Met Verbindingsautorisatiebeleid voor Extern bureaublad (RD CAP) kunt u opgeven wie een verbinding met een RD-gatewayserver kan maken. U kunt een lokaal Verbindingsautorisatiebeleid voor Extern bureaublad (RD CAP)-archief opgeven (Verbindingsautorisatiebeleid voor Extern bureaublad (RD CAP) die zijn opgeslagen op de RD-gatewayserver) of een centraal Verbindingsautorisatiebeleid voor Extern bureaublad (RD CAP)-archief [Verbindingsautorisatiebeleid voor Extern bureaublad (RD CAP) die zijn opgeslagen op een centrale server waarop NPS (Network Policy Server) wordt uitgevoerd, voorheen RADIUS-server (Remote Authentication Dial-In User Service) genoemd].

Door een centrale server waarop NPS wordt uitgevoerd te gebruiken voor RD-gateway, kunt u de opslag, het beheer en de validatie van Verbindingsautorisatiebeleid voor Extern bureaublad (RD CAP) centraliseren.

Wanneer u een centraal Verbindingsautorisatiebeleid voor Extern bureaublad (RD CAP)-archief gebruikt, moet u een netwerkverbinding van de RD-gatewayserver naar de server waarop NPS wordt uitgevoerd tot stand brengen. Hiertoe moet u een gedeeld geheim opgeven.

Wanneer u het gedeelde geheim maakt en gebruikt, moet u hetzelfde hoofdlettergevoelige gedeelde geheim gebruiken als het geheim dat u hebt opgegeven toen u de RD-gatewayserver als RADIUS-client configureerde op de centrale server met NPS.

Bovendien wordt u aangeraden het volgende te doen:

  • Genereer lange gedeelde geheimen (meer dan 22 tekens) die bestaan uit een willekeurige volgorde van letters, cijfers en leestekens.

  • Wijzig het gedeelde geheim vaak.

Belangrijk

U moet ook een Bronautorisatiebeleid voor Extern bureaublad (RD RAP) maken als u dat nog niet hebt gedaan.

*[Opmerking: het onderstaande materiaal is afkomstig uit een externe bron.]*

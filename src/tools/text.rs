use super::error::ToolError;
use std::path::{Path, PathBuf};

/// Resolves `path` against the working directory and checks that it exists.
pub(crate) fn existing_path(path: &str) -> Result<PathBuf, ToolError> {
    let candidate = Path::new(path);
    let absolute = if candidate.is_absolute() {
        candidate.to_path_buf()
    } else {
        std::env::current_dir()?.join(candidate)
    };

    if !absolute.exists() {
        return Err(ToolError::FileNotFound(absolute.display().to_string()));
    }
    Ok(absolute)
}

pub(crate) fn positive_lines(max_lines: i64) -> Result<usize, ToolError> {
    if max_lines <= 0 {
        return Err(ToolError::InvalidArgument(
            "max_lines must be greater than 0".to_string(),
        ));
    }
    Ok(max_lines as usize)
}

pub(crate) fn depth_limit(max_depth: i64) -> Result<usize, ToolError> {
    if max_depth < 0 {
        return Err(ToolError::InvalidArgument(
            "max_depth must be greater than or equal to 0".to_string(),
        ));
    }
    Ok(max_depth as usize)
}

/// UTF-8 decode, refusing binary content
pub(crate) fn decode_text(bytes: Vec<u8>, label: &str) -> Result<String, ToolError> {
    String::from_utf8(bytes).map_err(|_| ToolError::NotTextFile(label.to_string()))
}

/// First `max_lines` lines, terminators kept
pub(crate) fn first_lines(text: &str, max_lines: usize) -> String {
    text.split_inclusive('\n').take(max_lines).collect()
}

#[cfg(test)]
mod tests {
    use super::*;
    use tempfile::TempDir;

    #[test]
    fn test_first_lines_keeps_terminators() {
        let text = "one\ntwo\nthree\n";
        assert_eq!(first_lines(text, 2), "one\ntwo\n");
        assert_eq!(first_lines(text, 10), text);
        assert_eq!(first_lines("no newline", 1), "no newline");
    }

    #[test]
    fn test_decode_text_rejects_binary() {
        let err = decode_text(vec![0xff, 0xfe, 0x00], "/usr/bin/tool").unwrap_err();
        assert!(matches!(err, ToolError::NotTextFile(ref f) if f == "/usr/bin/tool"));
        assert_eq!(decode_text(b"MIT".to_vec(), "x").unwrap(), "MIT");
    }

    #[test]
    fn test_numeric_guards() {
        assert!(positive_lines(0).is_err());
        assert!(positive_lines(-3).is_err());
        assert_eq!(positive_lines(5).unwrap(), 5);
        assert!(depth_limit(-1).is_err());
        assert_eq!(depth_limit(0).unwrap(), 0);
    }

    #[test]
    fn test_existing_path() {
        let dir = TempDir::new().unwrap();
        let file = dir.path().join("pkg.rpm");
        std::fs::write(&file, b"").unwrap();

        assert_eq!(existing_path(file.to_str().unwrap()).unwrap(), file);

        let missing = dir.path().join("missing.rpm");
        let err = existing_path(missing.to_str().unwrap()).unwrap_err();
        assert!(err.to_string().starts_with("File not found:"));
    }
}
pub mod commands;
pub mod handlers;

pub use commands::CliArgs;
pub use handlers::{build_context, handle_review, run_review};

U kunt deze procedure alleen uitvoeren als u op de Extern bureaublad-gatewayserver die u wilt configureren, minimaal lid bent van de lokale groep Administrators of over gelijkwaardige rechten beschikt. Bekijk de details over het gebruik van de juiste accounts en groeplidmaatschappen op https://go.microsoft.com/fwlink/?LinkId=83477.

Een nieuw centraal RD CAP-archief opgeven
  1. Open Extern bureaublad-gatewaybeheer op de RD-gatewayserver. U opent Extern bureaublad-gatewaybeheer als volgt: klik op Start, ga naar Systeembeheer, ga naar Extern bureaublad-services en klik op Extern bureaublad-gatewaybeheer.

  2. Klik in de consolestructuur om het knooppunt van uw lokale RD-gatewayserver uit te vouwen. Dit is de naam van de computer waarop de RD-gatewayserver wordt uitgevoerd.

  3. Vouw Beleidsregels in de consolestructuur uit en klik op Verbindingsautorisatiebeleid.

  4. Klik met de rechtermuisknop op de map Verbindingsautorisatiebeleid en klik vervolgens op Centraal RD CAP configureren.

  5. Klik in het dialoogvenster Eigenschappen voor de RD-gatewayserver op het tabblad RD CAP-archief op Centrale server waarop NPS wordt uitgevoerd, voer de naam of het IP-adres van de server waarop NPS wordt uitgevoerd en die u wilt toevoegen in en klik op Toevoegen.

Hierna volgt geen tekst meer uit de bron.